Fig. 1.

Engineered genetic circuits to control biofilm formation. (a) Genetic circuit to control E. coli biofilm formation using an environmental signal (e.g. UV light). Phage λ cI repressor silences traA transcription by binding its promoter. Application of UV light converts double-stranded DNA (dsDNA) into single-stranded DNA (ssDNA), which activates the RecA protease. Active RecA degrades λ cI, which induces traA. traA expression increases biofilm formation by enhancing conjugation. Reproduced with permission from Ref. [45]. (b) Genetic circuit to control dual-species biofilm formation using QS. Toluene o-monooxygenase (TOM) is produced by cloning tomA0A1A2A3A4A5 of Burkholderia cepacia G4 into Pseudomonas fluorescens using a constitutive promoter, which converts indole into insoluble isoindigo.
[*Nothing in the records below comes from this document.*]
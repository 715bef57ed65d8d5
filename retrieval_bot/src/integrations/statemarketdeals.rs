use std::collections::HashMap;

use async_compression::tokio::bufread::ZstdDecoder;
use chrono::{DateTime, Utc};
use color_eyre::{eyre::eyre, eyre::WrapErr, Result};
use futures::TryStreamExt;
use serde::de::DeserializeSeed;
use tokio::io::AsyncReadExt;
use tracing::{debug, info};

use crate::config;
use crate::model::DealState;
use crate::repository::DealRepository;

pub const DEFAULT_MARKET_DEALS_URL: &str =
    "https://marketdeals.s3.amazonaws.com/StateMarketDeals.json.zst";

/// Mirrors the upstream deal feed into the deal store: new deals are
/// inserted, known deals refreshed when their `last_updated` advanced.
pub async fn refresh(repo: &DealRepository) -> Result<()> {
    let batch_size = config::get_int(config::STATEMARKETDEALS_BATCH_SIZE, 1000).max(1) as usize;
    let url = config::get_string(config::STATEMARKETDEALS_URL, DEFAULT_MARKET_DEALS_URL);

    info!("getting known deal ids from the deal store");
    let known = repo.known_last_updated().await?;
    info!(count = known.len(), "known deals loaded");

    info!("downloading state market deals feed");
    let response = reqwest::get(&url).await.wrap_err("failed to make request")?;
    if !response.status().is_success() {
        return Err(eyre!(
            "failed to get state market deals: {}",
            response.status()
        ));
    }

    let stream = response
        .bytes_stream()
        .map_err(|err| std::io::Error::new(std::io::ErrorKind::Other, err));
    let mut decoder = ZstdDecoder::new(tokio_util::io::StreamReader::new(stream));
    let mut body = Vec::new();
    decoder
        .read_to_end(&mut body)
        .await
        .wrap_err("failed to decompress deal feed")?;

    // The feed is one huge `{deal_id: Deal}` object; walk it entry by
    // entry instead of materializing a parsed tree.
    let (sender, mut receiver) = tokio::sync::mpsc::channel::<Vec<DealState>>(4);
    let parser = tokio::task::spawn_blocking(move || -> Result<FeedStats> {
        let mut deserializer = serde_json::Deserializer::from_slice(&body);
        let seed = FeedSeed {
            known,
            batch_size,
            sender,
        };
        seed.deserialize(&mut deserializer)
            .wrap_err("failed to decode json further")
    });

    let mut written = 0_u64;
    while let Some(batch) = receiver.recv().await {
        debug!(count = batch.len(), "upserting deal batch");
        written += repo.upsert_batch(&batch).await?;
    }

    let stats = parser.await.wrap_err("feed parser panicked")??;
    info!(
        scanned = stats.scanned,
        changed = stats.changed,
        not_active = stats.not_active,
        written,
        "finished ingesting deals"
    );

    let deleted = repo.delete_expired(Utc::now()).await?;
    info!(count = deleted, "removed expired deals");

    Ok(())
}

struct FeedStats {
    scanned: u64,
    changed: u64,
    not_active: u64,
}

struct FeedSeed {
    known: HashMap<u64, DateTime<Utc>>,
    batch_size: usize,
    sender: tokio::sync::mpsc::Sender<Vec<DealState>>,
}

impl<'de> DeserializeSeed<'de> for FeedSeed {
    type Value = FeedStats;

    fn deserialize<D: serde::Deserializer<'de>>(
        self,
        deserializer: D,
    ) -> Result<Self::Value, D::Error> {
        deserializer.deserialize_map(FeedVisitor {
            known: self.known,
            batch_size: self.batch_size,
            sender: self.sender,
        })
    }
}

struct FeedVisitor {
    known: HashMap<u64, DateTime<Utc>>,
    batch_size: usize,
    sender: tokio::sync::mpsc::Sender<Vec<DealState>>,
}

impl<'de> serde::de::Visitor<'de> for FeedVisitor {
    type Value = FeedStats;

    fn expecting(&self, f: &mut std::fmt::Formatter<'_>) -> std::fmt::Result {
        f.write_str("a map of deal id to deal")
    }

    fn visit_map<A: serde::de::MapAccess<'de>>(
        self,
        mut map: A,
    ) -> Result<Self::Value, A::Error> {
        let mut stats = FeedStats {
            scanned: 0,
            changed: 0,
            not_active: 0,
        };
        let mut batch = Vec::with_capacity(self.batch_size);

        while let Some(key) = map.next_key::<String>()? {
            let deal: crate::model::Deal = map.next_value()?;
            stats.scanned += 1;

            // A deal whose sector has not started yet cannot be
            // retrieved from; skip it until a later feed activates it.
            if deal.state.sector_start_epoch <= 0 {
                stats.not_active += 1;
                continue;
            }

            let deal_id: u64 = key
                .parse()
                .map_err(|_| serde::de::Error::custom(format!("invalid deal id key: {key}")))?;

            let state = DealState::from_rpc(deal_id, &deal);
            let unchanged = self
                .known
                .get(&deal_id)
                .is_some_and(|last| *last >= state.last_updated);
            if unchanged {
                continue;
            }

            stats.changed += 1;
            batch.push(state);
            if batch.len() == self.batch_size {
                let full = std::mem::replace(&mut batch, Vec::with_capacity(self.batch_size));
                if self.sender.blocking_send(full).is_err() {
                    return Err(serde::de::Error::custom("deal sink closed"));
                }
            }
        }

        if !batch.is_empty() && self.sender.blocking_send(batch).is_err() {
            return Err(serde::de::Error::custom("deal sink closed"));
        }

        Ok(stats)
    }
}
Once indole is removed by the pseudomonad, indole no longer inhibits E. coli biofilm formation. Representative confocal consortial biofilm images are shown in which P. fluorescens is tagged with a red fluorescent protein and E. coli is tagged with a green fluorescent protein. Reproduced with permission from Ref. [49]. (c) Genetic circuit to control E. coli biofilm dispersal using a c-di-GMP-binding protein. Engineered BdcA variant binds c-di-GMP, which decreases the concentration of free c-di-GMP. Lower c-di-GMP concentrations lead to increased motility and reduced adhesin production, resulting in biofilm dispersal. Reproduced with permission from Ref. [63]. Representative confocal biofilm images are shown in which E. coli is tagged with a green fluorescent protein.